In the last year as I've been returning fully and wholly to the church, I've done a lot of reading, mostly of blogs, lots of articles, a few books and I've done a lot of writing. A lot of my thoughts about my faith or return to it I've worked out in my fiction through my main character. While I don't think my character is a true stand-in for me, she has a lot of me in her and so I've probably worked out a lot of my thoughts in my story. Now I fear I'll find a market for my story, with it's strong Hispanic, Catholic characters, who learn a big family secret that takes them on an adventure they didn't expect. Sounds pretty good, huh?
Anyway, my point. I was thinking about my main characters (twin brother and sister) and how different their lives become. I was thinking more about the brother, a priest, and some of his thoughts. He's the character I have the most trouble with, as he's a man and a priest and I don't know what it's like to be either. While I know the priests at my parish, I don't know them well, but they're good, compassionate men. They're smart, caring and very devout to their vocations. I think they all share qualities my character might have, but I also try to not model my characters on anyone I know, which makes it hard sometimes, which really brings me to the whole point of this post. Really.

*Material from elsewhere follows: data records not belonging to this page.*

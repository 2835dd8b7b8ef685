//! Host orchestration.
//!
//! [`Host`] constructs every shared component once per process and runs
//! top-level operations against them:
//!
//! ```text
//! run ──► clear errors ──► pick kit ──► resolve + load kit ──► bind ──► dispatch
//! ```

use std::collections::BTreeMap;
use std::path::{Path, PathBuf};
use std::sync::Arc;

use thiserror::Error;

use crate::core::{CacheStore, Clock, EnvProbe, Home, KitConfig, Settings, SystemClock};
use crate::module::{
    CheckResult, CheckTarget, DefaultPolicy, ErrorCode, ErrorRecord, ErrorRecoveryRegistry,
    ModuleDescriptor, ModuleNaming, ModuleResolver, RecoveryPolicy, ResolutionError,
    UpdateChecker,
};
use crate::plugin::{KitCatalog, KitContext, LoadError, PluginContainer, RuntimeContext, Services};
use crate::registry::{NpmRegistry, PackageInfo, PackageRegistry, RegistryError};
use crate::APP_NAME;

/// Result type for host operations.
pub type HostResult<T> = Result<T, HostError>;

/// Top-level errors.
#[derive(Debug, Error)]
pub enum HostError {
    /// Module resolution failed.
    #[error(transparent)]
    Resolution(#[from] ResolutionError),

    /// Kit loading or dispatch failed.
    #[error(transparent)]
    Load(#[from] LoadError),

    /// A direct registry operation failed.
    #[error(transparent)]
    Registry(#[from] RegistryError),

    /// Settings or config files are unusable.
    #[error("{0:#}")]
    Config(anyhow::Error),

    /// Filesystem error.
    #[error("IO error: {0}")]
    Io(#[from] std::io::Error),
}

impl From<anyhow::Error> for HostError {
    fn from(err: anyhow::Error) -> Self {
        Self::Config(err)
    }
}

impl HostError {
    /// Classified code of this error.
    pub fn code(&self) -> ErrorCode {
        match self {
            Self::Resolution(e) => e.code(),
            Self::Load(e) => e.code(),
            Self::Registry(e) => e.reason.into(),
            Self::Config(_) => ErrorCode::Config,
            Self::Io(_) => ErrorCode::CorruptLocal,
        }
    }

    /// Module the error belongs to.
    pub fn module_name(&self) -> Option<&str> {
        match self {
            Self::Resolution(e) => e.module_name(),
            Self::Load(e) => e.module_name(),
            Self::Registry(_) | Self::Config(_) | Self::Io(_) => None,
        }
    }

    /// Whether the no-found policy asked for the available modules to be offered.
    pub fn offers_install(&self) -> bool {
        matches!(
            self,
            Self::Resolution(ResolutionError::NotFound { offer_install: true, .. })
                | Self::Load(LoadError::Resolution(ResolutionError::NotFound {
                    offer_install: true,
                    ..
                }))
        )
    }

    /// One-line diagnostic: `error[<code>] <module>: <message>`.
    pub fn report(&self) -> String {
        let record = ErrorRecord::new(self.code(), self.to_string());
        match self.module_name() {
            Some(name) => record.for_module(name).to_string(),
            None => record.to_string(),
        }
    }
}

/// Builds a [`Host`].
pub struct HostBuilder {
    settings: Settings,
    registry: Option<Arc<dyn PackageRegistry>>,
    clock: Arc<dyn Clock>,
    policy: Arc<dyn RecoveryPolicy>,
    catalog: KitCatalog,
    project_root: Option<PathBuf>,
}

impl HostBuilder {
    /// Builder over `settings` with the npm registry, the system clock and
    /// the non-interactive recovery policy.
    pub fn new(settings: Settings) -> Self {
        Self {
            settings,
            registry: None,
            clock: Arc::new(SystemClock),
            policy: Arc::new(DefaultPolicy),
            catalog: KitCatalog::new(),
            project_root: None,
        }
    }

    /// Use a different registry client.
    pub fn registry(mut self, registry: Arc<dyn PackageRegistry>) -> Self {
        self.registry = Some(registry);
        self
    }

    /// Use a different clock for cache expiry.
    pub fn clock(mut self, clock: Arc<dyn Clock>) -> Self {
        self.clock = clock;
        self
    }

    /// Use a different recovery policy.
    pub fn policy(mut self, policy: Arc<dyn RecoveryPolicy>) -> Self {
        self.policy = policy;
        self
    }

    /// Register a compiled kit under any of its names.
    pub fn kit<F>(mut self, name: &str, factory: F) -> Self
    where
        F: Fn(&ModuleDescriptor) -> anyhow::Result<KitContext> + Send + Sync + 'static,
    {
        let full_name = ModuleNaming::from_settings(&self.settings.registry).get_kit_name(name);
        self.catalog.register(full_name, factory);
        self
    }

    /// Directory searched for `kithost.toml`.
    pub fn project_root(mut self, root: impl Into<PathBuf>) -> Self {
        self.project_root = Some(root.into());
        self
    }

    /// Create the home layout and wire the components.
    pub async fn build(self) -> HostResult<Host> {
        self.settings.validate()?;
        let settings = Arc::new(self.settings);

        let home = Home::new(settings.home_path()?);
        home.init()?;
        tracing::debug!(home = %home.get_home_path().display(), "home ready");

        let cache = Arc::new(CacheStore::open_with_clock(home.get_cache_file_path(), self.clock));
        let env = Arc::new(EnvProbe::new(&settings, cache.clone()));

        let registry = match self.registry {
            Some(registry) => registry,
            None => {
                let url = env.get_registry().await;
                tracing::debug!(registry = %url, "using npm registry");
                let npm = NpmRegistry::new(url, &settings.registry.installer)?
                    .with_tag(&settings.registry.tag);
                Arc::new(npm)
            }
        };

        let errors = Arc::new(ErrorRecoveryRegistry::with_policy(self.policy));
        let checker = Arc::new(UpdateChecker::new(
            cache.clone(),
            registry.clone(),
            home.clone(),
            settings.clone(),
        ));
        let resolver = Arc::new(ModuleResolver::new(
            home.clone(),
            settings.clone(),
            cache.clone(),
            registry.clone(),
            checker.clone(),
            errors.clone(),
        ));
        let container = PluginContainer::new(resolver.clone(), self.catalog, errors.clone());

        let services = Arc::new(Services {
            config: KitConfig::new(home.get_config_file_path()),
            home,
            settings,
            project_root: self.project_root,
            registry,
            env,
            resolver,
        });

        Ok(Host { services, cache, errors, checker, container })
    }
}

/// The running host.
#[derive(Debug)]
pub struct Host {
    services: Arc<Services>,
    cache: Arc<CacheStore>,
    errors: Arc<ErrorRecoveryRegistry>,
    checker: Arc<UpdateChecker>,
    container: PluginContainer,
}

impl Host {
    /// Start building a host.
    pub fn builder(settings: Settings) -> HostBuilder {
        HostBuilder::new(settings)
    }

    /// Host settings.
    pub fn settings(&self) -> &Settings {
        &self.services.settings
    }

    /// Home layout.
    pub fn home(&self) -> &Home {
        &self.services.home
    }

    /// Kit configuration.
    pub fn config(&self) -> &KitConfig {
        &self.services.config
    }

    /// Project directory, if any.
    pub fn project_root(&self) -> Option<&Path> {
        self.services.project_root.as_deref()
    }

    /// Shared cache.
    pub fn cache(&self) -> &Arc<CacheStore> {
        &self.cache
    }

    /// Shared error registry.
    pub fn errors(&self) -> &Arc<ErrorRecoveryRegistry> {
        &self.errors
    }

    /// Update checker.
    pub fn checker(&self) -> &Arc<UpdateChecker> {
        &self.checker
    }

    /// Module resolver.
    pub fn resolver(&self) -> &Arc<ModuleResolver> {
        &self.services.resolver
    }

    /// Plugin container.
    pub fn container(&self) -> &PluginContainer {
        &self.container
    }

    /// Environment probe.
    pub fn env(&self) -> &EnvProbe {
        &self.services.env
    }

    /// A fresh runtime context with no kit bound.
    pub fn runtime(&self) -> RuntimeContext {
        RuntimeContext::new(APP_NAME, self.services.clone())
    }

    /// Kit to use: `explicit`, then project config, then home config.
    pub fn kit_name(&self, explicit: Option<&str>) -> HostResult<String> {
        explicit
            .map(str::trim)
            .filter(|name| !name.is_empty())
            .map(str::to_string)
            .or_else(|| self.config().get_kit_name(self.project_root()))
            .ok_or(HostError::Load(LoadError::NoKit))
    }

    /// Run a kit command.
    pub async fn run(
        &self,
        command: &str,
        args: Vec<String>,
        options: BTreeMap<String, String>,
        kit: Option<&str>,
    ) -> HostResult<()> {
        self.errors.clear_error();

        let kit_name = self.kit_name(kit)?;
        tracing::debug!(kit = %kit_name, command, "dispatching");
        self.container.require_kit(&kit_name).await?;

        let runtime = self.runtime().with_invocation(command, args, options);
        self.container.run(command, runtime).await?;
        Ok(())
    }

    /// Commands of a kit with their descriptions.
    pub async fn kit_commands(&self, kit: Option<&str>) -> HostResult<Vec<(String, String)>> {
        self.errors.clear_error();
        let kit = self.container.require_kit(&self.kit_name(kit)?).await?;
        Ok(kit.commands.iter().map(|(name, cmd)| (name.clone(), cmd.description.clone())).collect())
    }

    /// Install a kit, check that it loads, and make it the active kit.
    pub async fn use_kit(&self, name: &str) -> HostResult<ModuleDescriptor> {
        self.errors.clear_error();
        let desc = self.resolver().get_kit(name).await?;
        self.container.load(&desc)?;
        self.config().set_kit_name(&desc.full_name)?;
        Ok(desc)
    }

    /// Install (or update) any module.
    pub async fn install_module(&self, name: &str) -> HostResult<ModuleDescriptor> {
        self.errors.clear_error();
        Ok(self.resolver().get_module(name).await?)
    }

    /// Remove an installed module.
    pub async fn remove_module(&self, name: &str) -> HostResult<()> {
        self.errors.clear_error();
        Ok(self.resolver().remove_module(name).await?)
    }

    /// Check the cli for a newer release.
    pub async fn check_updates(&self, force: bool) -> CheckResult {
        self.checker.check(&CheckTarget::Cli, force).await
    }

    /// Check the cli, the core packages and the active kit.
    pub async fn check_all(&self, force: bool) -> Vec<(String, CheckResult)> {
        let mut results = Vec::new();
        for target in [CheckTarget::Cli, CheckTarget::Core, CheckTarget::Base] {
            let name = self.checker.package_name(&target).to_string();
            results.push((name, self.checker.check(&target, force).await));
        }

        if let Some(kit) = self.config().get_kit_name(self.project_root()) {
            let desc = self.resolver().descriptor(&self.resolver().naming().get_kit_name(&kit));
            let result = self.checker.check(&CheckTarget::Module(desc.clone()), force).await;
            results.push((desc.full_name, result));
        }
        results
    }

    /// Install the core and base packages at their tagged versions.
    pub async fn install_core(&self) -> HostResult<Vec<PackageInfo>> {
        self.errors.clear_error();
        let mut installed = Vec::new();
        for target in [CheckTarget::Core, CheckTarget::Base] {
            installed.push(self.checker.install_core(&target).await?);
        }
        Ok(installed)
    }

    /// Drop every cached result. With `all`, also remove installed modules
    /// and core packages.
    pub fn clean(&self, all: bool) -> HostResult<()> {
        if !self.cache.clear() {
            tracing::warn!("cache file could not be rewritten, removing it");
            self.home().clean_cache_file()?;
        }
        if all {
            self.home().clean_modules_dir()?;
            self.home().clean_core_dir()?;
            self.home().init()?;
        }
        Ok(())
    }

    /// Failures recorded during the last operation.
    pub fn error_report(&self) -> Vec<ErrorRecord> {
        self.errors.get_error_list()
    }
}

#[cfg(test)]
mod tests {
    use super::*;
    use tempfile::TempDir;

    fn settings(temp: &TempDir) -> Settings {
        let mut settings = Settings::default();
        settings.home_dir = Some(temp.path().to_string_lossy().into_owned());
        settings.registry.url = "http://127.0.0.1:9".to_string();
        settings
    }

    #[test]
    fn test_report_format() {
        let err = HostError::from(ResolutionError::Registry {
            name: "@kithost/kit-react".into(),
            attempts: 1,
            source: RegistryError::permission("EACCES"),
        });
        assert_eq!(err.code(), ErrorCode::RegistryPermission);
        assert!(err.report().starts_with("error[permission] @kithost/kit-react: "));

        let err = HostError::from(anyhow::anyhow!("bad settings"));
        assert_eq!(err.report(), "error[config] bad settings");
    }

    #[tokio::test]
    async fn test_build_creates_home() {
        let temp = TempDir::new().unwrap();
        let host = Host::builder(settings(&temp)).build().await.unwrap();

        assert!(temp.path().join("modules").join("package.json").exists());
        assert_eq!(host.home().get_home_path(), temp.path());
        assert!(host.cache().is_empty());
    }

    #[tokio::test]
    async fn test_kit_name_precedence() {
        let temp = TempDir::new().unwrap();
        let project = TempDir::new().unwrap();
        let host =
            Host::builder(settings(&temp)).project_root(project.path()).build().await.unwrap();

        assert!(matches!(host.kit_name(None), Err(HostError::Load(LoadError::NoKit))));

        host.config().set_kit_name("home-kit").unwrap();
        assert_eq!(host.kit_name(None).unwrap(), "home-kit");

        std::fs::write(project.path().join("kithost.toml"), "kit = \"project-kit\"\n").unwrap();
        assert_eq!(host.kit_name(None).unwrap(), "project-kit");
        assert_eq!(host.kit_name(Some("cli-kit")).unwrap(), "cli-kit");
        assert_eq!(host.kit_name(Some("  ")).unwrap(), "project-kit");
    }

    #[tokio::test]
    async fn test_run_without_kit_fails_with_code() {
        let temp = TempDir::new().unwrap();
        let host = Host::builder(settings(&temp)).build().await.unwrap();

        let err = host.run("dev", Vec::new(), BTreeMap::new(), None).await.unwrap_err();
        assert_eq!(err.code(), ErrorCode::NoKit);
    }

    #[tokio::test]
    async fn test_clean_all_resets_layout() {
        let temp = TempDir::new().unwrap();
        let host = Host::builder(settings(&temp)).build().await.unwrap();
        host.cache().set("k", serde_json::json!(1), None);
        let stray = host.home().get_modules_path().join("node_modules").join("stray");
        std::fs::create_dir_all(&stray).unwrap();

        host.clean(true).unwrap();
        assert!(host.cache().get("k").is_none());
        assert!(!stray.exists());
        assert!(host.home().get_modules_path().join("package.json").exists());
    }
}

In my moments of procrastination, uh, I mean free time, I was reading through some of the blogs I read and Father Z (from What Does the Prayer Really Say?) linked to this post by (I'm guessing a youngish) Irish Priest who expressed so poignantly and honestly about the loneliness he was feeling at the moment. It touched me tremendously and it made me realize that these men and other religious have given up a lot for their vocations and we may never think twice about their lives outside of the church or where we see them publicly. I think sometimes we view them from the pews as men above us and not like us. We are the people under their watchful eyes and in their spiritual care. We may have casual conversations with them after Mass, maybe nothing beyond that, unless we're fortunate to have them as friends or family in real life, and even then, we may not always see them for being our brother, father, son, cousin, friend, etc. They are men of God and we always put that first, which I think we should, but they are also human and want to be treated as such and we don't. Sometimes, they aren't near their families and don't always have others to turn to for support because so many of them live alone or are the only priest in a church.
And the other thing that occurred to me is that their loneliness isn't that much different from ours, those of us not living in vows or consecrated life. Every one suffers from periods of feeling lonely. ( I do believe alone and lonely are two different things.) I'm an only child and have been alone for so much of my life, but I haven't always been lonely. Most of the time, I'm not, but every now and then it hits me. Even married people feel that loneliness. My parents live totally separate lives now that they're older and I know they both feel lonely from time to time.
As a single woman, I feel it a lot and have begun to even question if I will ever find someone to share my life with. I want to have a family and share that with someone, but as I've lived most of my life single, I think I can continue to do so if that's meant to be. I just don't know about not having the children part. That I just can't imagine not having.